The Town of Christiana’s lawsuit over the proposed Koshkonong solar farm saw its first oral arguments in court last week, with the town winning an initial victory in defining the terms of the suit.
Both residents and the local government in Christiana have spoken out against the project, a 300-megawatt solar array and accompanying 165-megawatt battery system, since its first proposal in 2020. If it moves forward, construction of the plant is expected to see solar panels installed on about 2,300 acres of mostly agricultural land across the towns of Christiana and Deerfield.
The company behind the project, Koshkonong Solar Energy Center LLC, is an affiliate of Chicago developer Invenergy. Koshkonong has secured lease contracts with property owners for the land that it plans to build on.
The lawsuit, brought by Christiana against the Public Service Commission of Wisconsin (PSC), aims to reverse the commission’s decision last April to issue a certificate of public convenience and necessity for the project, without which it cannot move forward.
Christiana’s case hinges on its claim that Koshkonong will not be a wholesale merchant plant, as the PSC determined it would.
Under state law, wholesale merchants are those that sell produced electricity to other energy companies, rather than directly to consumers as a utility would. Also under state law, wholesale merchant plants are subject to lesser scrutiny by the PSC before awarding a certificate of public convenience and necessity.
The commission awarded the project its certificate under the assumption that it was a wholesale merchant plant. But the PSC is also currently reviewing an application to purchase the Koshkonong plant, filed in April 2021, by three utility companies—Wisconsin Electric Power Company, Wisconsin Public Service Corporation and Madison Gas and Electric.
The township asserts that records in that PSC case could be key evidence for the town to make its case that the commission should not have considered the project as a wholesale plant.
At the March 10 hearing, Judge Diane Schlipper said she would take judicial notice of that PSC docket.
“Invenergy, in coordination with the utilities … are attempting to abuse the merchant plant CPCN process to establish a facility contemplated from before any docket was opened, to be owned and operated as a utility-owned facility, not a merchant plant,” the town’s comments to the PSC read.
In its response to the suit’s initial filing, the PSC argues that its decision was legal and supported by “substantial evidence.” Koshkonong, an intervenor in the case, wrote in its own response that the commission has “on multiple occasions confirmed” that the circumstances of the decision are appropriate.

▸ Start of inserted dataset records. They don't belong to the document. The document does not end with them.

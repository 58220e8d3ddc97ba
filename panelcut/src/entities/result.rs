use crate::entities::{PartInstance, SheetLayout};
use itertools::Itertools;
use ordered_float::OrderedFloat;
use serde::{Deserialize, Serialize};
use std::collections::BTreeMap;
use std::sync::Arc;

/// Output of every packing engine.
#[derive(Clone, Debug)]
pub struct LayoutResult {
    pub sheets: Vec<SheetLayout>,
    pub stats: LayoutStats,
    pub unplaced: Vec<UnplacedPart>,
    pub diagnostics: Diagnostics,
}

impl LayoutResult {
    pub fn new(sheets: Vec<SheetLayout>, unplaced: Vec<UnplacedPart>) -> Self {
        let stats = LayoutStats::from_sheets(&sheets);
        let diagnostics = Diagnostics::from_sheets(&sheets);
        LayoutResult {
            sheets,
            stats,
            unplaced,
            diagnostics,
        }
    }

    pub fn empty() -> Self {
        LayoutResult::new(vec![], vec![])
    }

    pub fn with_engine(mut self, engine: &str, strategy: Option<String>, seed: Option<u64>) -> Self {
        self.diagnostics.engine = engine.to_string();
        self.diagnostics.strategy = strategy;
        self.diagnostics.seed = seed;
        self
    }

    pub fn sheet_count(&self) -> usize {
        self.sheets.len()
    }

    pub fn placed_count(&self) -> usize {
        self.sheets.iter().map(|s| s.placements.len()).sum()
    }

    pub fn unplaced_count(&self) -> usize {
        self.unplaced.iter().map(|u| u.count).sum()
    }

    pub fn placed_qty_of(&self, part_index: usize) -> usize {
        self.sheets
            .iter()
            .flat_map(|s| s.placements.iter())
            .filter(|p| p.part_index == part_index)
            .count()
    }

    pub fn unplaced_qty_of(&self, part_index: usize) -> usize {
        self.unplaced
            .iter()
            .filter(|u| u.part_index == part_index)
            .map(|u| u.count)
            .sum()
    }
}

/// Aggregate statistics over all sheets of a [`LayoutResult`].
#[derive(Clone, Debug, Default, Serialize, Deserialize)]
pub struct LayoutStats {
    pub sheet_count: usize,
    pub placed_count: usize,
    pub used_area: f64,
    pub waste_area: f64,
    /// Fraction of the consumed sheet area covered by parts
    pub utilization: f64,
    pub cut_count: usize,
    pub cut_length: f64,
    /// Total edge banding length (mm) per edging thickness (mm)
    pub edging_by_thickness: BTreeMap<u32, f64>,
}

impl LayoutStats {
    pub fn from_sheets(sheets: &[SheetLayout]) -> Self {
        let used_area: f64 = sheets.iter().map(|s| s.used_area).sum();
        let total_area: f64 = sheets.iter().map(|s| s.area()).sum();
        LayoutStats {
            sheet_count: sheets.len(),
            placed_count: sheets.iter().map(|s| s.placements.len()).sum(),
            used_area,
            waste_area: total_area - used_area,
            utilization: match total_area > 0.0 {
                true => used_area / total_area,
                false => 0.0,
            },
            cut_count: sheets.iter().map(|s| s.cut_count()).sum(),
            cut_length: sheets.iter().map(|s| s.cut_length()).sum(),
            edging_by_thickness: BTreeMap::new(),
        }
    }
}

/// Information about how a [`LayoutResult`] was obtained and the quality of its offcuts.
#[derive(Clone, Debug, Default, Serialize, Deserialize)]
pub struct Diagnostics {
    pub engine: String,
    pub strategy: Option<String>,
    pub seed: Option<u64>,
    /// Mean over sheets of (largest offcut area / total offcut area)
    pub offcut_concentration: f64,
    pub largest_offcut_area: f64,
    /// Total number of offcut pieces over all sheets
    pub fragment_count: usize,
    pub iterations: u64,
    pub improvements: u64,
    /// Number of times the annealing temperature was raised again
    #[serde(default)]
    pub reheats: u64,
    pub score: Option<f64>,
    pub baseline_score: Option<f64>,
    /// Number of distinct vertical cut positions over all sheets
    pub distinct_cut_positions: Option<usize>,
}

impl Diagnostics {
    pub fn from_sheets(sheets: &[SheetLayout]) -> Self {
        let offcut_concentration = match sheets.is_empty() {
            true => 1.0,
            false => {
                sheets.iter().map(|s| s.offcut_concentration()).sum::<f64>() / sheets.len() as f64
            }
        };
        let largest_offcut_area = sheets
            .iter()
            .filter_map(|s| s.largest_offcut())
            .map(|o| OrderedFloat(o.area()))
            .max()
            .map_or(0.0, |a| a.0);

        Diagnostics {
            offcut_concentration,
            largest_offcut_area,
            fragment_count: sheets.iter().map(|s| s.offcuts.len()).sum(),
            ..Default::default()
        }
    }
}

#[derive(Clone, Copy, Debug, PartialEq, Eq, Hash, Serialize, Deserialize)]
#[serde(rename_all = "snake_case")]
pub enum UnplacedReason {
    /// Does not fit on an empty sheet in any allowed orientation
    TooLargeForSheet,
    /// Would fit, but the sheet quantity ran out
    InsufficientSheetCapacity,
}

#[derive(Clone, Debug, PartialEq)]
pub struct UnplacedPart {
    pub part_index: usize,
    pub part_id: Arc<str>,
    pub label: Arc<str>,
    pub count: usize,
    pub reason: UnplacedReason,
}

impl UnplacedPart {
    /// Groups unplaced instances by part and reason, in order of first appearance.
    pub fn summarize<'a>(
        instances: impl IntoIterator<Item = (&'a PartInstance, UnplacedReason)>,
    ) -> Vec<UnplacedPart> {
        instances
            .into_iter()
            .into_group_map_by(|(inst, reason)| (inst.part_index, *reason))
            .into_iter()
            .map(|((part_index, reason), group)| {
                let (first, _) = group[0];
                UnplacedPart {
                    part_index,
                    part_id: first.part_id.clone(),
                    label: first.label.clone(),
                    count: group.len(),
                    reason,
                }
            })
            .sorted_by_key(|u| (u.part_index, u.reason == UnplacedReason::InsufficientSheetCapacity))
            .collect()
    }
}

Judge Schlipper said at the hearing she would take judicial notice of the utility’s application to buy the plant, meaning that it can be considered in addition to the record of documents that the PSC used to make its initial decision.
The town, and residents acting as intervenors in the suit, also allege that the PSC violated its own procedural rules in awarding the certificate of public convenience and necessity, as well as that the project “imposes undue adverse impact on environmental values” of the town, the petition from the town said. The petition also says the project would interfere with Christiana’s “orderly land use” and plans for development.

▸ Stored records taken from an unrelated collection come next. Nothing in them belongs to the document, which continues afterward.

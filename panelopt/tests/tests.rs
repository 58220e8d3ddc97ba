#[cfg(test)]
mod tests {
    use float_cmp::approx_eq;
    use test_case::test_case;

    use panelcut::entities::{
        EdgeBanding, Grain, Instance, PartSpec, StockSheetSpec, UnplacedReason,
    };
    use panelcut::io::ext_repr::ExtInstance;
    use panelcut::io::{export, import};
    use panelcut::lamination::SINGLE_BOARD_EDGING;
    use panelcut::packing::PackingConfig;
    use panelcut::util::assertions;
    use panelopt::config::OptConfig;
    use panelopt::io::output::JobOutput;
    use panelopt::io::svg::{SvgDrawOptions, layout_to_svg};
    use panelopt::opt::control::{FnObserver, NoObserver};
    use panelopt::opt::heuristic::HeuristicConfig;
    use panelopt::opt::material::{Engine, plan_materials, solve_materials};
    use panelopt::opt::sa::{SAConfig, SAOptimizer};
    use panelopt::opt::strip::{StripConfig, pack_strips};

    fn init_logger() {
        let _ = env_logger::builder().is_test(true).try_init();
    }

    fn quick_config() -> OptConfig {
        OptConfig {
            time_budget_ms: 50,
            progress_interval_ms: 10,
            ..OptConfig::default()
        }
    }

    #[test_case(Engine::Fast; "fast")]
    #[test_case(Engine::Deep; "deep")]
    #[test_case(Engine::Anneal; "anneal")]
    #[test_case(Engine::Strip; "strip")]
    fn four_banded_parts_fit_one_sheet(engine: Engine) {
        init_logger();
        let instance = Instance::new(
            vec![PartSpec::new("panel", 600.0, 400.0, 4).with_banding(EdgeBanding::ALL)],
            vec![StockSheetSpec::new("board", 2750.0, 1830.0, 10).with_kerf(3.0)],
        );
        let plan = plan_materials(&instance);
        let solutions =
            solve_materials(&plan, &instance, engine, &quick_config(), 0, &mut NoObserver);

        assert_eq!(solutions.len(), 1);
        let result = &solutions[0].result;
        assert_eq!(result.sheet_count(), 1);
        assert_eq!(result.placed_count(), 4);
        assert!(result.unplaced.is_empty());
        assert!(approx_eq!(
            f64,
            result.stats.edging_by_thickness[&SINGLE_BOARD_EDGING],
            8000.0
        ));
        assert!(assertions::result_is_valid(&instance.parts, result));
    }

    #[test_case(Engine::Fast; "fast")]
    #[test_case(Engine::Deep; "deep")]
    #[test_case(Engine::Anneal; "anneal")]
    #[test_case(Engine::Strip; "strip")]
    fn oversized_parts_are_reported(engine: Engine) {
        init_logger();
        let instance = Instance::new(
            vec![PartSpec::new("slab", 3000.0, 2000.0, 1)],
            vec![StockSheetSpec::new("board", 2750.0, 1830.0, 10)],
        );
        let plan = plan_materials(&instance);
        let solutions =
            solve_materials(&plan, &instance, engine, &quick_config(), 0, &mut NoObserver);

        let result = &solutions[0].result;
        assert_eq!(result.sheet_count(), 0);
        assert_eq!(result.unplaced.len(), 1);
        assert_eq!(result.unplaced[0].count, 1);
        assert_eq!(result.unplaced[0].reason, UnplacedReason::TooLargeForSheet);
    }

    #[test_case(0.0; "no kerf")]
    #[test_case(3.0; "default kerf")]
    fn uniform_heights_are_packed_in_bands(kerf: f64) {
        init_logger();
        let parts = [900.0, 800.0, 700.0, 600.0, 500.0]
            .into_iter()
            .enumerate()
            .map(|(i, w)| PartSpec::new(format!("p{i}"), w, 400.0, 1))
            .collect::<Vec<_>>();
        let stock = StockSheetSpec::new("board", 2750.0, 1830.0, 5).with_kerf(kerf);
        let result = pack_strips(&parts, &stock, &StripConfig::default());

        assert_eq!(result.diagnostics.strategy.as_deref(), Some("banded"));
        assert_eq!(result.sheet_count(), 1);
        assert_eq!(result.placed_count(), parts.len());
        for p in &result.sheets[0].placements {
            assert!(approx_eq!(f64, p.height, 400.0));
            assert!(approx_eq!(f64, p.y, 0.0) || approx_eq!(f64, p.y, 400.0 + kerf));
        }
        assert!(result.stats.cut_count <= 2 * parts.len());
        assert!(assertions::result_is_valid(&parts, &result));
    }

    #[test_case(1; "seed 1")]
    #[test_case(42; "seed 42")]
    fn annealing_keeps_every_constraint(seed: u64) {
        init_logger();
        let parts = vec![
            PartSpec::new("side", 2100.0, 580.0, 4).with_grain(Grain::LengthLocked),
            PartSpec::new("shelf", 882.0, 560.0, 6),
            PartSpec::new("plinth", 1800.0, 100.0, 2).with_grain(Grain::WidthLocked),
            PartSpec::new("drawer", 500.0, 150.0, 8),
        ];
        let config = SAConfig {
            max_iterations: Some(120),
            ..SAConfig::default()
        };
        let mut n_reports = 0;
        let result = {
            let mut observer = FnObserver::default().with_progress(|_| n_reports += 1);
            SAOptimizer::new(
                parts.clone(),
                StockSheetSpec::new("board", 2750.0, 1830.0, 10),
                PackingConfig::default(),
                HeuristicConfig::default(),
                config,
                seed,
            )
            .with_progress_interval(std::time::Duration::ZERO)
            .solve(&mut observer)
        };

        assert_eq!(result.diagnostics.engine, "anneal");
        assert_eq!(result.diagnostics.iterations, 120);
        assert!((1..=120).contains(&n_reports));
        assert!(result.diagnostics.score >= result.diagnostics.baseline_score);
        assert!(assertions::result_is_valid(&parts, &result));
    }

    #[test]
    fn job_output_round_trip() -> anyhow::Result<()> {
        init_logger();
        let json = r#"{
            "name": "wardrobe",
            "parts": [
                {"id": "side", "length": 2000, "width": 580, "quantity": 2, "grain": "length_locked",
                 "banding": {"top": true, "bottom": true}, "material_id": "oak"},
                {"id": "door", "length": 1990, "width": 495, "quantity": 2, "material_id": "oak",
                 "lamination": {"type": "with_backer"}},
                {"id": "shelf", "length": 960, "width": 560, "quantity": 4}
            ],
            "stock": [
                {"id": "white", "length": 2750, "width": 1830, "quantity": 4},
                {"id": "oak_sheet", "length": 2800, "width": 2070, "quantity": 4, "material_id": "oak"}
            ]
        }"#;
        let ext_instance: ExtInstance = serde_json::from_str(json)?;
        let instance = import::import(&ext_instance)?;
        let plan = plan_materials(&instance);
        let config = OptConfig::default();
        let solutions = solve_materials(&plan, &instance, Engine::Fast, &config, 0, &mut NoObserver);
        assert_eq!(solutions.len(), 3);

        let output = JobOutput {
            instance: ext_instance,
            solutions: solutions
                .iter()
                .map(|s| export::export(&s.result, &s.key.to_string()))
                .collect(),
            edging_by_thickness: plan.edging.clone(),
            config,
        };
        let serialized = serde_json::to_string(&output)?;
        let parsed: JobOutput = serde_json::from_str(&serialized)?;
        assert_eq!(parsed.instance.name.as_deref(), Some("wardrobe"));
        assert_eq!(
            parsed.solutions.iter().map(|s| s.material.as_str()).collect::<Vec<_>>(),
            vec!["oak", "oak_backer", "default"]
        );
        assert_eq!(parsed.edging_by_thickness, plan.edging);
        assert_eq!(parsed.config, config);

        for solution in &solutions {
            for sheet in &solution.result.sheets {
                let svg = layout_to_svg(sheet, SvgDrawOptions::default(), "test").to_string();
                assert!(svg.contains("<svg"));
                assert!(svg.matches("<rect").count() > sheet.placements.len());
            }
        }
        Ok(())
    }
}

The project was subject to an environmental assessment during its PSC review process, but the commission found that a more stringent environmental impact study was not required.
Tara Vasby, one of the resident intervenors, told Judge Schlipper that the project as designed would surround her family’s property on three sides with solar panels. Vasby was concerned about the attention Koshkonong would give to her and other residents unhappy with the designs.
“The PSC basically told the developer, work with the landowners because we trust you to do the right thing,” Vasby said. “That’s the same as me telling the coyotes and foxes I see that I trust them to do the right thing around my chickens.”
Judge Schlipper declined to take judicial notice of a number of other documents that the town and intervenors had requested her to, including a preliminary environmental assessment and a letter from Vasby.
With the set of documents up for review in the lawsuit finalized, the core arguments of the case can now begin. Judge Schlipper set a deadline of May 19 for attorneys to file their initial briefs.